Rohtas Industries brought the line up to Tiura Pipradih by adding another 25 km to the DRLR, most of which passed through their property.

The DRLR operated a very mixed bag of locomotives. It started off with 0-6-2 tank locomotives, three of which arrived from the Dwara - Therria Railway after it closed in 1909. In the pre IRS years, it also used 0-6-0, 0-4-0 (Sentinel) and 0-6-4 variants of tank locomotives. After the wartime increase in traffic the railway brought as many as eight new ZB class 2-6-2 tender locomotives, orders for which were equally split between Hudswell Clarke and Krauss Maffei.
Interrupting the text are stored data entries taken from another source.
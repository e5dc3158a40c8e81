//! Parse-and-resolve traversal over import statements.
//!
//! A module is registered in the [`ModuleCache`] as pending *before* any of its
//! imports are followed, so an import cycle reaching back to it hits the cache.
//! Traversal is breadth-first with an explicit frontier: every round loads the
//! newly discovered files in parallel, so graph depth never grows the stack.
//! Edges are kept in source order.

use std::{
    collections::HashSet,
    path::Path,
    sync::{
        Arc,
        atomic::{AtomicBool, AtomicUsize, Ordering},
    },
};

use dashmap::DashMap;
use log::{debug, trace, warn};
use rayon::prelude::*;

use crate::{
    cache::{ModuleCache, Registration},
    constants::{BARREL_STEM, DEFAULT_FAIL_THRESHOLD, DEFAULT_WARN_THRESHOLD, RESOLVE_EXTENSIONS},
    error::{Error, Result},
    fs::{FileSystem, OsFileSystem},
    package::{PackageJsonFile, WorkspacePackageMap, find_nearest_package_json},
    parser::parse_imports,
    path::{GlobalPath, LibraryPath, RelativePath},
    types::{ImportDefinition, ImportType, ModuleDefinition, RawImport},
};

/// How far below the starting module imports are followed.
#[derive(Debug, Clone, Copy, PartialEq, Eq, Default)]
pub enum Depth {
    #[default]
    Unlimited,
    /// `Levels(0)` parses only the starting module; its import targets are
    /// recorded as edges but not parsed.
    Levels(usize),
}

impl Depth {
    /// Depth for the imports of a module resolved at `self`, `None` once exhausted.
    fn descend(self) -> Option<Depth> {
        match self {
            Depth::Unlimited => Some(Depth::Unlimited),
            Depth::Levels(0) => None,
            Depth::Levels(n) => Some(Depth::Levels(n - 1)),
        }
    }
}

#[derive(Debug, Clone)]
pub struct ResolverOptions {
    /// Extensions (with leading dot) tried in order when an import omits one
    pub extensions: Vec<String>,
    /// Parsed modules after which a runaway warning is logged
    pub warn_threshold: usize,
    /// Parsed modules after which the traversal fails
    pub fail_threshold: usize,
}

impl Default for ResolverOptions {
    fn default() -> Self {
        Self {
            extensions: RESOLVE_EXTENSIONS.iter().map(|e| e.to_string()).collect(),
            warn_threshold: DEFAULT_WARN_THRESHOLD,
            fail_threshold: DEFAULT_FAIL_THRESHOLD,
        }
    }
}

/// A freshly registered module whose imports have not been followed yet.
struct Parsed {
    module: Arc<ModuleDefinition>,
    raw_imports: Vec<RawImport>,
    /// Resolved target per raw import, `None` when unresolvable
    targets: Vec<Option<(GlobalPath, ImportType)>>,
}

enum Loaded {
    Parsed(Parsed),
    Cached(Arc<ModuleDefinition>),
}

/// One traversal over the import graph.
///
/// Borrows the workspace map and the module cache; everything else (visit
/// counter, memoized `package.json` lookups) is scoped to this value.
pub struct ImportResolver<'a, F: FileSystem = OsFileSystem> {
    workspace: &'a WorkspacePackageMap,
    cache: &'a ModuleCache,
    fs: F,
    options: ResolverOptions,
    parsed: AtomicUsize,
    warned: AtomicBool,
    manifests: DashMap<GlobalPath, Option<Arc<PackageJsonFile>>>,
}

impl<'a> ImportResolver<'a, OsFileSystem> {
    pub fn new(workspace: &'a WorkspacePackageMap, cache: &'a ModuleCache) -> Self {
        Self {
            workspace,
            cache,
            fs: OsFileSystem,
            options: ResolverOptions::default(),
            parsed: AtomicUsize::new(0),
            warned: AtomicBool::new(false),
            manifests: DashMap::new(),
        }
    }
}

impl<'a, F: FileSystem> ImportResolver<'a, F> {
    pub fn with_file_system<G: FileSystem>(self, fs: G) -> ImportResolver<'a, G> {
        ImportResolver {
            workspace: self.workspace,
            cache: self.cache,
            fs,
            options: self.options,
            parsed: self.parsed,
            warned: self.warned,
            manifests: self.manifests,
        }
    }

    pub fn with_options(mut self, options: ResolverOptions) -> Self {
        self.options = options;
        self
    }

    /// Number of files parsed so far by this traversal.
    pub fn parsed_count(&self) -> usize {
        self.parsed.load(Ordering::Relaxed)
    }

    /// Resolves the module at `path` and, up to `depth`, everything it imports.
    ///
    /// Returns the cached record when `path` was seen before, which may still be
    /// pending if `path` is part of an import cycle being resolved. A failure to
    /// read `path` itself is returned; failures of imported files only drop the
    /// corresponding edge.
    pub fn resolve(&self, path: &GlobalPath, depth: Depth) -> Result<Arc<ModuleDefinition>> {
        match self.load(path)? {
            Loaded::Cached(module) => Ok(module),
            Loaded::Parsed(parsed) => {
                let module = Arc::clone(&parsed.module);
                self.settle(vec![parsed], depth)?;
                Ok(module)
            }
        }
    }

    /// Resolves several entry points in one traversal. Results are in input order.
    ///
    /// If the traversal hits the runaway limit, every entry that was read reports
    /// [`Error::RunawayRecursion`].
    pub fn resolve_many(
        &self,
        paths: &[GlobalPath],
        depth: Depth,
    ) -> Vec<Result<Arc<ModuleDefinition>>> {
        let loaded: Vec<Result<Loaded>> = paths.par_iter().map(|path| self.load(path)).collect();

        let mut parents = Vec::new();
        let results: Vec<Result<Arc<ModuleDefinition>>> = loaded
            .into_iter()
            .map(|result| {
                result.map(|loaded| match loaded {
                    Loaded::Cached(module) => module,
                    Loaded::Parsed(parsed) => {
                        let module = Arc::clone(&parsed.module);
                        parents.push(parsed);
                        module
                    }
                })
            })
            .collect();

        if let Err(e) = self.settle(parents, depth) {
            warn!("Traversal aborted: {}", e);
            let limit = self.options.fail_threshold;
            return results
                .into_iter()
                .map(|r| r.and_then(|_| Err(Error::RunawayRecursion { limit })))
                .collect();
        }
        results
    }

    /// Parses the direct imports of `path` one level deep, as a tree expand would.
    ///
    /// `path` itself is resolved first (one level) if it is not cached yet. Children
    /// that fail to resolve are logged and left out.
    pub fn expand(&self, path: &GlobalPath) -> Result<Vec<Arc<ModuleDefinition>>> {
        let module = match self.cache.get(path) {
            Some(module) => module,
            None => self.resolve(path, Depth::Levels(0))?,
        };
        let targets: Vec<GlobalPath> = module.imports().iter().map(|i| i.path.clone()).collect();
        debug!("Expanding {} ({} imports)", path, targets.len());

        let mut children = Vec::with_capacity(targets.len());
        for (target, result) in targets.iter().zip(self.resolve_many(&targets, Depth::Levels(0))) {
            match result {
                Ok(child) => children.push(child),
                Err(e) => warn!("Failed to expand {}: {}", target, e),
            }
        }
        Ok(children)
    }

    /// Maps an import specifier written in a file under `from_dir` to the file it
    /// names, or `None` when it is external, absolute or missing.
    pub fn resolve_specifier(
        &self,
        from_dir: &GlobalPath,
        request: &str,
    ) -> Option<(GlobalPath, ImportType)> {
        if request.starts_with('/') || Path::new(request).is_absolute() {
            trace!("Ignoring absolute import '{}'", request);
            return None;
        }

        let (candidate, import_type) = if request.starts_with('.') {
            let relative = RelativePath::new(request).ok()?;
            (from_dir.resolve(&relative), ImportType::Local)
        } else {
            let found = self.workspace.lookup(request)?;
            trace!("Matched workspace package '{}' for '{}'", found.package, request);
            (found.path, ImportType::Library)
        };

        self.infer_file(&candidate).map(|path| (path, import_type))
    }

    /// Reads, parses and registers `path`, and maps its specifiers to files.
    /// Imports are not followed.
    fn load(&self, path: &GlobalPath) -> Result<Loaded> {
        if let Some(module) = self.cache.get(path) {
            trace!("Module already cached: {}", path);
            return Ok(Loaded::Cached(module));
        }

        let count = self.track_parse()?;
        debug!("Parsing module: {} ({})", path, count);

        let contents =
            self.fs.read_to_string(path.as_path()).map_err(|e| Error::read(path.as_path(), e))?;
        let raw_imports = parse_imports(path.as_path(), &contents);
        let name = self.module_name(path);

        let pending = ModuleDefinition::pending(path.clone(), name, contents);
        let module = match self.cache.register(pending) {
            Registration::Inserted(module) => module,
            Registration::Existing(module) => {
                trace!("Module registered concurrently: {}", path);
                return Ok(Loaded::Cached(module));
            }
        };

        let from_dir = path.parent().unwrap_or_else(|| path.clone());
        let targets = raw_imports
            .iter()
            .map(|raw| {
                let target = self.resolve_specifier(&from_dir, &raw.request);
                if target.is_none() {
                    debug!("Unresolvable import '{}' from {}", raw.request, path);
                }
                target
            })
            .collect();

        Ok(Loaded::Parsed(Parsed { module, raw_imports, targets }))
    }

    /// Breadth-first over the imports of `parents`: each round loads every newly
    /// discovered target in parallel, then finalizes the previous round's modules
    /// now that all of their targets have either registered or failed.
    fn settle(&self, mut parents: Vec<Parsed>, mut depth: Depth) -> Result<()> {
        while !parents.is_empty() {
            let Some(child_depth) = depth.descend() else {
                // Not followed; an edge is kept only if its file exists
                for parent in parents {
                    self.finalize(parent, |path| self.fs.is_file(path.as_path()));
                }
                return Ok(());
            };

            let mut seen = HashSet::new();
            let frontier: Vec<GlobalPath> = parents
                .iter()
                .flat_map(|p| p.targets.iter().flatten())
                .map(|(target, _)| target)
                .filter(|target| !self.cache.has(target) && seen.insert(*target))
                .cloned()
                .collect();
            debug!("Loading {} newly discovered modules", frontier.len());

            let loaded: Vec<Result<Loaded>> =
                frontier.par_iter().map(|path| self.load(path)).collect();

            let mut next = Vec::new();
            for (path, result) in frontier.iter().zip(loaded) {
                match result {
                    Ok(Loaded::Parsed(parsed)) => next.push(parsed),
                    Ok(Loaded::Cached(_)) => {}
                    Err(e @ Error::RunawayRecursion { .. }) => return Err(e),
                    Err(e) => warn!("Dropping imports of {}: {}", path, e),
                }
            }

            for parent in parents {
                self.finalize(parent, |path| self.cache.has(path));
            }
            parents = next;
            depth = child_depth;
        }
        Ok(())
    }

    /// Records the edges whose target passes `keep`, in source order.
    fn finalize(&self, parsed: Parsed, keep: impl Fn(&GlobalPath) -> bool) {
        let Parsed { module, raw_imports, targets } = parsed;
        let imports: Vec<ImportDefinition> = raw_imports
            .iter()
            .zip(targets)
            .filter_map(|(raw, target)| {
                let (path, import_type) = target?;
                if !keep(&path) {
                    debug!("Dropping import '{}' from {}", raw.request, module.path());
                    return None;
                }
                Some(ImportDefinition::new(path, import_type, raw))
            })
            .collect();

        debug!("Resolved {} of {} imports in {}", imports.len(), raw_imports.len(), module.path());
        module.finalize(imports);
    }

    /// Extension and barrel inference: keep a supported extension, else the first
    /// existing `path + ext`, else the first existing `path/index + ext`.
    fn infer_file(&self, candidate: &GlobalPath) -> Option<GlobalPath> {
        let extension = candidate.extension();
        if self.options.extensions.iter().any(|e| *e == extension) {
            return Some(candidate.clone());
        }

        self.first_existing(|ext| candidate.concat([ext]))
            .or_else(|| self.first_existing(|ext| candidate.join([format!("{}{}", BARREL_STEM, ext)])))
    }

    fn first_existing(&self, make: impl Fn(&str) -> GlobalPath) -> Option<GlobalPath> {
        self.options
            .extensions
            .iter()
            .map(|ext| make(ext))
            .find(|path| self.fs.is_file(path.as_path()))
    }

    fn track_parse(&self) -> Result<usize> {
        let count = self.parsed.fetch_add(1, Ordering::Relaxed) + 1;
        if count > self.options.fail_threshold {
            return Err(Error::RunawayRecursion { limit: self.options.fail_threshold });
        }
        if count > self.options.warn_threshold && !self.warned.swap(true, Ordering::Relaxed) {
            warn!(
                "Traversal has parsed {} modules (warning threshold {}), check for runaway resolution",
                count, self.options.warn_threshold
            );
        }
        Ok(count)
    }

    /// `<package name>/<path below the package directory>`, `None` if the file has
    /// no enclosing named package.
    fn module_name(&self, path: &GlobalPath) -> Option<LibraryPath> {
        let manifest = self.nearest_manifest(&path.parent()?)?;
        let Some(package_name) = manifest.package.name.as_deref() else {
            debug!("{} has no name, leaving {} unnamed", manifest.path, path);
            return None;
        };
        let relative = path.relative_to(&manifest.dir()?)?;
        Some(LibraryPath::new(package_name).ok()?.join([&relative]))
    }

    fn nearest_manifest(&self, dir: &GlobalPath) -> Option<Arc<PackageJsonFile>> {
        if let Some(hit) = self.manifests.get(dir) {
            return hit.value().clone();
        }
        let found = match find_nearest_package_json(dir) {
            Ok(manifest) => Some(Arc::new(manifest)),
            Err(e) => {
                warn!("Cannot name modules under {}: {}", dir, e);
                None
            }
        };
        self.manifests.insert(dir.clone(), found.clone());
        found
    }
}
At its peak, the DRLR used to operate two daily passengers trains in each direction from Dehri-on-Sone and Tiura Pipradih, a run of 67 km. Apart from this the railway carried marble and stone traffic to the mainline at Dehri on sone.
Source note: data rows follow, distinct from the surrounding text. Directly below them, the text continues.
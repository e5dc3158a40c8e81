//! `package.json` discovery and the workspace package index.

use std::{
    collections::{HashMap, HashSet},
    fs,
    path::{Path, PathBuf},
};

use log::{debug, trace, warn};
use path_clean::clean;
use serde::Deserialize;

use crate::{
    constants::PACKAGE_JSON,
    error::{Error, Result},
    path::GlobalPath,
};

/// The subset of `package.json` the resolver cares about.
#[derive(Debug, Clone, Default, Deserialize)]
pub struct PackageJson {
    #[serde(default)]
    pub name: Option<String>,
    #[serde(default)]
    pub workspaces: Option<Workspaces>,
}

/// `workspaces` is either a list of globs or yarn's `{ "packages": [...] }` form.
#[derive(Debug, Clone, Deserialize)]
#[serde(untagged)]
pub enum Workspaces {
    Globs(Vec<String>),
    Config {
        #[serde(default)]
        packages: Vec<String>,
    },
}

impl Workspaces {
    pub fn patterns(&self) -> &[String] {
        match self {
            Workspaces::Globs(globs) => globs,
            Workspaces::Config { packages } => packages,
        }
    }
}

/// A parsed `package.json` and where it was found.
#[derive(Debug, Clone)]
pub struct PackageJsonFile {
    pub path: GlobalPath,
    pub package: PackageJson,
}

impl PackageJsonFile {
    /// Directory containing the manifest.
    pub fn dir(&self) -> Option<GlobalPath> {
        self.path.parent()
    }
}

pub fn read_package_json(path: &Path) -> Result<PackageJson> {
    let contents = fs::read_to_string(path).map_err(|e| Error::read(path, e))?;
    serde_json::from_str(&contents)
        .map_err(|source| Error::PackageJson { path: path.to_path_buf(), source })
}

/// Walks upward from `path` to the first `package.json`.
pub fn find_nearest_package_json(path: &GlobalPath) -> Result<PackageJsonFile> {
    trace!("Searching for nearest package.json from {}", path);
    for dir in path.as_path().ancestors() {
        let candidate = dir.join(PACKAGE_JSON);
        if candidate.is_file() {
            trace!("Found package.json at {:?}", candidate);
            let package = read_package_json(&candidate)?;
            return Ok(PackageJsonFile { path: GlobalPath::from_path(&candidate)?, package });
        }
    }
    Err(Error::PackageJsonNotFound { start: path.to_path_buf() })
}

/// A workspace package matched by an import specifier.
#[derive(Debug, Clone, PartialEq, Eq)]
pub struct WorkspaceMatch {
    pub package: String,
    /// `<package root>/<rest of the specifier>`, before extension inference
    pub path: GlobalPath,
}

/// Package name to package root directory for one monorepo.
///
/// Built once per traversal and read-only afterwards. When two packages share a
/// name the first one discovered wins (patterns in declared order, matches of one
/// pattern in sorted order).
#[derive(Debug, Clone, Default)]
pub struct WorkspacePackageMap {
    root: Option<GlobalPath>,
    packages: HashMap<String, GlobalPath>,
}

impl WorkspacePackageMap {
    /// A map with no packages, for traversals outside any workspace.
    pub fn empty() -> Self {
        Self::default()
    }

    pub fn from_packages<I, S>(packages: I) -> Self
    where
        I: IntoIterator<Item = (S, GlobalPath)>,
        S: Into<String>,
    {
        let mut map = Self::empty();
        for (name, dir) in packages {
            map.insert(name.into(), dir);
        }
        map
    }

    /// Finds the nearest `package.json` above `start` declaring `workspaces` and
    /// indexes every package its patterns match.
    pub fn build(start: &GlobalPath) -> Result<Self> {
        debug!("Searching for workspace root from {}", start);
        for dir in start.as_path().ancestors() {
            let candidate = dir.join(PACKAGE_JSON);
            if !candidate.is_file() {
                continue;
            }
            match read_package_json(&candidate) {
                Ok(PackageJson { workspaces: Some(workspaces), .. }) => {
                    debug!("Found workspace root at {:?}", dir);
                    return Self::from_workspace(dir, workspaces.patterns());
                }
                Ok(_) => trace!("{:?} declares no workspaces", candidate),
                Err(e) => warn!("Skipping unreadable manifest: {}", e),
            }
        }
        Err(Error::NoWorkspaceFound { start: start.to_path_buf() })
    }

    fn from_workspace(root: &Path, patterns: &[String]) -> Result<Self> {
        let root = GlobalPath::from_path(root)?;
        let mut map = Self { root: Some(root.clone()), packages: HashMap::new() };

        let (excludes, includes): (Vec<&String>, Vec<&String>) =
            patterns.iter().partition(|p| p.starts_with('!'));

        let mut excluded: HashSet<PathBuf> = HashSet::new();
        for pattern in excludes {
            excluded.extend(expand_glob(&root, pattern.trim_start_matches('!')));
        }

        for pattern in includes {
            let manifest_pattern = format!("{}/{}", pattern.trim_end_matches('/'), PACKAGE_JSON);
            for manifest in expand_glob(&root, &manifest_pattern) {
                if manifest.components().any(|c| c.as_os_str() == "node_modules") {
                    continue;
                }
                let Some(dir) = manifest.parent() else { continue };
                if excluded.contains(dir) {
                    trace!("Excluded workspace package at {:?}", dir);
                    continue;
                }
                let package = match read_package_json(&manifest) {
                    Ok(p) => p,
                    Err(e) => {
                        warn!("Skipping workspace package: {}", e);
                        continue;
                    }
                };
                let Some(name) = package.name else {
                    warn!("Workspace package at {:?} has no name, skipping", dir);
                    continue;
                };
                map.insert(name, GlobalPath::from_path(dir)?);
            }
        }

        debug!("Indexed {} workspace packages under {}", map.len(), root);
        Ok(map)
    }

    fn insert(&mut self, name: String, dir: GlobalPath) {
        if let Some(existing) = self.packages.get(&name) {
            warn!(
                "Duplicate workspace package name '{}': keeping {}, ignoring {}",
                name, existing, dir
            );
            return;
        }
        trace!("Workspace package '{}' -> {}", name, dir);
        self.packages.insert(name, dir);
    }

    /// Directory of the workspace root, when built from disk.
    pub fn root(&self) -> Option<&GlobalPath> {
        self.root.as_ref()
    }

    pub fn get(&self, name: &str) -> Option<&GlobalPath> {
        self.packages.get(name)
    }

    pub fn contains(&self, name: &str) -> bool {
        self.packages.contains_key(name)
    }

    pub fn len(&self) -> usize {
        self.packages.len()
    }

    pub fn is_empty(&self) -> bool {
        self.packages.is_empty()
    }

    pub fn iter(&self) -> impl Iterator<Item = (&str, &GlobalPath)> {
        self.packages.iter().map(|(k, v)| (k.as_str(), v))
    }

    /// Maps a bare specifier onto a workspace package: the first path segment is
    /// tried as an unscoped name, then the first two as `@scope/name`. A subpath
    /// that climbs out of the package directory matches nothing.
    pub fn lookup(&self, specifier: &str) -> Option<WorkspaceMatch> {
        let segments: Vec<&str> = specifier.split('/').collect();

        if let Some(root) = self.packages.get(segments[0]) {
            return Self::within(root, &segments[1..])
                .map(|path| WorkspaceMatch { package: segments[0].to_string(), path });
        }

        if segments.len() >= 2 {
            let scoped = segments[..2].join("/");
            if let Some(root) = self.packages.get(&scoped) {
                return Self::within(root, &segments[2..])
                    .map(|path| WorkspaceMatch { package: scoped, path });
            }
        }

        None
    }

    fn within(root: &GlobalPath, rest: &[&str]) -> Option<GlobalPath> {
        let path = root.join(rest);
        if !path.as_path().starts_with(root.as_path()) {
            warn!("Specifier subpath escapes package root {}: {}", root, rest.join("/"));
            return None;
        }
        Some(path)
    }
}

/// Expands `pattern` under `root`, returning matches in sorted order.
fn expand_glob(root: &GlobalPath, pattern: &str) -> Vec<PathBuf> {
    let pattern = pattern.trim_start_matches("./");
    let full = format!("{}/{}", glob::Pattern::escape(root.as_str()), pattern);
    let paths = match glob::glob(&full) {
        Ok(paths) => paths,
        Err(source) => {
            warn!("{}", Error::WorkspaceGlob { pattern: pattern.to_string(), source });
            return Vec::new();
        }
    };
    let mut matches: Vec<PathBuf> = paths.flatten().map(clean).collect();
    matches.sort();
    matches
}

#[cfg(test)]
mod tests {
    use super::*;
    use tempfile::TempDir;

    fn create_test_file(dir: &Path, path: &str, content: &str) -> PathBuf {
        let file_path = dir.join(path);
        if let Some(parent) = file_path.parent() {
            fs::create_dir_all(parent).expect("Failed to create parent directory");
        }
        fs::write(&file_path, content).expect("Failed to write test file");
        file_path
    }

    fn global(path: &Path) -> GlobalPath {
        GlobalPath::from_path(path).unwrap()
    }

    #[test]
    fn test_build_indexes_workspace_packages() {
        let temp_dir = TempDir::new().unwrap();
        let root = temp_dir.path();
        create_test_file(root, "package.json", r#"{ "name": "repo", "workspaces": ["packages/*"] }"#);
        create_test_file(root, "packages/shared/package.json", r#"{ "name": "@scope/shared" }"#);
        create_test_file(root, "packages/ui/package.json", r#"{ "name": "ui" }"#);
        let start = create_test_file(root, "packages/ui/src/index.ts", "");

        let map = WorkspacePackageMap::build(&global(&start)).unwrap();
        assert_eq!(map.len(), 2);
        assert_eq!(map.root(), Some(&global(root)));
        assert_eq!(map.get("@scope/shared"), Some(&global(&root.join("packages/shared"))));
        assert_eq!(map.get("ui"), Some(&global(&root.join("packages/ui"))));
        assert!(!map.contains("Ui"));
    }

    #[test]
    fn test_build_skips_manifests_without_workspaces() {
        let temp_dir = TempDir::new().unwrap();
        let root = temp_dir.path();
        create_test_file(root, "package.json", r#"{ "workspaces": { "packages": ["libs/*"] } }"#);
        create_test_file(root, "libs/a/package.json", r#"{ "name": "a" }"#);
        // nearer manifest without workspaces must be walked past
        let start = create_test_file(root, "libs/a/src/x.ts", "");

        let map = WorkspacePackageMap::build(&global(&start)).unwrap();
        assert_eq!(map.len(), 1);
        assert!(map.contains("a"));
    }

    #[test]
    fn test_build_without_workspace_fails() {
        let temp_dir = TempDir::new().unwrap();
        let root = temp_dir.path();
        create_test_file(root, "package.json", r#"{ "name": "solo" }"#);
        let start = create_test_file(root, "src/index.ts", "");

        let err = WorkspacePackageMap::build(&global(&start)).unwrap_err();
        assert!(matches!(err, Error::NoWorkspaceFound { .. }));
    }

    #[test]
    fn test_negated_patterns_and_unnamed_packages() {
        let temp_dir = TempDir::new().unwrap();
        let root = temp_dir.path();
        create_test_file(
            root,
            "package.json",
            r#"{ "workspaces": ["packages/*", "!packages/legacy"] }"#,
        );
        create_test_file(root, "packages/core/package.json", r#"{ "name": "core" }"#);
        create_test_file(root, "packages/legacy/package.json", r#"{ "name": "legacy" }"#);
        create_test_file(root, "packages/nameless/package.json", r#"{ "private": true }"#);

        let map = WorkspacePackageMap::build(&global(root)).unwrap();
        assert_eq!(map.len(), 1);
        assert!(map.contains("core"));
        assert!(!map.contains("legacy"));
    }

    #[test]
    fn test_duplicate_names_first_match_wins() {
        let temp_dir = TempDir::new().unwrap();
        let root = temp_dir.path();
        create_test_file(root, "package.json", r#"{ "workspaces": ["apps/*", "packages/*"] }"#);
        create_test_file(root, "apps/dup/package.json", r#"{ "name": "dup" }"#);
        create_test_file(root, "packages/dup/package.json", r#"{ "name": "dup" }"#);

        let map = WorkspacePackageMap::build(&global(root)).unwrap();
        assert_eq!(map.get("dup"), Some(&global(&root.join("apps/dup"))));
    }

    #[test]
    fn test_node_modules_are_not_indexed() {
        let temp_dir = TempDir::new().unwrap();
        let root = temp_dir.path();
        create_test_file(root, "package.json", r#"{ "workspaces": ["packages/**"] }"#);
        create_test_file(root, "packages/a/package.json", r#"{ "name": "a" }"#);
        create_test_file(root, "packages/a/node_modules/dep/package.json", r#"{ "name": "dep" }"#);

        let map = WorkspacePackageMap::build(&global(root)).unwrap();
        assert!(map.contains("a"));
        assert!(!map.contains("dep"));
    }

    #[test]
    fn test_lookup_unscoped_and_scoped() {
        let map = WorkspacePackageMap::from_packages([
            ("utils", GlobalPath::new("/repo/packages/utils").unwrap()),
            ("@scope/pkg", GlobalPath::new("/repo/packages/pkg").unwrap()),
        ]);

        let unscoped = map.lookup("utils/lib/strings").unwrap();
        assert_eq!(unscoped.package, "utils");
        assert_eq!(unscoped.path.as_str(), "/repo/packages/utils/lib/strings");

        let scoped = map.lookup("@scope/pkg/lib/x").unwrap();
        assert_eq!(scoped.package, "@scope/pkg");
        assert_eq!(scoped.path.as_str(), "/repo/packages/pkg/lib/x");

        let bare = map.lookup("@scope/pkg").unwrap();
        assert_eq!(bare.path.as_str(), "/repo/packages/pkg");

        let dotted = map.lookup("utils/lib/../strings").unwrap();
        assert_eq!(dotted.path.as_str(), "/repo/packages/utils/strings");

        assert!(map.lookup("react").is_none());
        assert!(map.lookup("@scope/other").is_none());
    }

    #[test]
    fn test_find_nearest_package_json() {
        let temp_dir = TempDir::new().unwrap();
        let root = temp_dir.path();
        create_test_file(root, "package.json", r#"{ "name": "outer" }"#);
        create_test_file(root, "packages/inner/package.json", r#"{ "name": "inner" }"#);
        let file = create_test_file(root, "packages/inner/src/deep/file.ts", "");

        let found = find_nearest_package_json(&global(&file)).unwrap();
        assert_eq!(found.package.name.as_deref(), Some("inner"));
        assert_eq!(found.dir(), Some(global(&root.join("packages/inner"))));
    }

    #[test]
    fn test_find_nearest_package_json_invalid_json() {
        let temp_dir = TempDir::new().unwrap();
        let root = temp_dir.path();
        create_test_file(root, "package.json", "{ not json");
        let file = create_test_file(root, "src/a.ts", "");

        let err = find_nearest_package_json(&global(&file)).unwrap_err();
        assert!(matches!(err, Error::PackageJson { .. }));
    }

    #[test]
    fn test_lookup_rejects_subpaths_outside_package() {
        let map = WorkspacePackageMap::from_packages([
            ("utils", GlobalPath::new("/repo/packages/utils").unwrap()),
            ("@scope/pkg", GlobalPath::new("/repo/packages/pkg").unwrap()),
        ]);

        assert!(map.lookup("utils/../../outside").is_none());
        assert!(map.lookup("@scope/pkg/../pkg-evil/x").is_none());
        assert!(map.lookup("utils/..").is_none());
    }
}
The railway also purchased several locomotives second hand notable among which were the A/1 class 2-8-4 tank locomotives built by Hudswell Clarke that arrived from the Pulgaon - Arvi system of Central Railway in 1959. Other unique locomotives that operated on DRLR were the several ex. Kalka - Simla Railway K class 2-6-2 tank engines by Kerr Stuart and 2-6-4 tank engines by Henschel that arrived from the Shahdara - Saharanpur Light Railway.

Due to the decline in traffic and competition to road in the late 1970s, the DRLR succumbed and closed to traffic on 16 July 1984.

Although the DRLR was a hotspot for narrow gauge enthusiasts from Europe in the 1970s, not much has appeared about it in the media since its closure. Brian Manktelow from London, England decided to unravel the fate of DRLR rolling stock in 1994 and visited the area. Below is a brief trip report:

An unannounced chance visit to the Rohtas Industries works 19 January 1994 proved very fruitful. After making personal contact with the management, we were given permission and a guide to visit all three sites.

==Education==

The notable educational institutions in Dalmianagar are Model School, Dalmianagar High School.